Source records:
__________

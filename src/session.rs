use async_trait::async_trait;
use chrono::{DateTime, Duration, Utc};
use std::collections::HashMap;
use std::sync::Arc;
use tokio::sync::RwLock;
use uuid::Uuid;

use crate::models::Role;

/// Session payload held server-side. The browser only ever sees the opaque
/// session id; role and user id stay on this side of the cookie.
#[derive(Debug, Clone)]
pub struct SessionData {
    pub user_id: i64,
    pub role: Role,
    pub expires_at: DateTime<Utc>,
}

/// SessionStore
///
/// Abstract contract for session persistence, so the in-memory store used
/// here and in tests can be swapped for an external one (the deployment
/// that inspired this portal kept sessions in Redis) without touching the
/// extractor or the auth handlers.
#[async_trait]
pub trait SessionStore: Send + Sync {
    /// Creates a session and returns the opaque id to be set as a cookie.
    async fn create(&self, user_id: i64, role: Role, ttl: Duration) -> Uuid;

    /// Resolves a session id to its payload. Expired sessions resolve to
    /// `None` and are dropped.
    async fn resolve(&self, session_id: Uuid) -> Option<SessionData>;

    /// Removes a session (logout). Removing an unknown id is a no-op.
    async fn destroy(&self, session_id: Uuid);
}

/// SessionState
///
/// The shared handle stored in the application state.
pub type SessionState = Arc<dyn SessionStore>;

/// InMemorySessionStore
///
/// Process-local session map guarded by an async RwLock. Expiry is lazy:
/// a session past its deadline is evicted on the resolve that finds it.
#[derive(Default)]
pub struct InMemorySessionStore {
    sessions: RwLock<HashMap<Uuid, SessionData>>,
}

impl InMemorySessionStore {
    pub fn new() -> Self {
        Self::default()
    }
}

#[async_trait]
impl SessionStore for InMemorySessionStore {
    async fn create(&self, user_id: i64, role: Role, ttl: Duration) -> Uuid {
        let session_id = Uuid::new_v4();
        let data = SessionData {
            user_id,
            role,
            expires_at: Utc::now() + ttl,
        };
        self.sessions.write().await.insert(session_id, data);
        session_id
    }

    async fn resolve(&self, session_id: Uuid) -> Option<SessionData> {
        let expired = {
            let sessions = self.sessions.read().await;
            match sessions.get(&session_id) {
                None => return None,
                Some(data) if data.expires_at > Utc::now() => return Some(data.clone()),
                Some(_) => true,
            }
        };
        if expired {
            self.sessions.write().await.remove(&session_id);
        }
        None
    }

    async fn destroy(&self, session_id: Uuid) {
        self.sessions.write().await.remove(&session_id);
    }
}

__________

** What to do **
Please output the exact lines of the records above, beginning with the first and stopping after the line that holds "pub struct SessionData", and nothing else.

** Written answer **
filename src/session.rs
use async_trait::async_trait;
use chrono::{DateTime, Duration, Utc};
use std::collections::HashMap;
use std::sync::Arc;
use tokio::sync::RwLock;
use uuid::Uuid;

use crate::models::Role;

/// Session payload held server-side. The browser only ever sees the opaque
/// session id; role and user id stay on this side of the cookie.
#[derive(Debug, Clone)]
pub struct SessionData {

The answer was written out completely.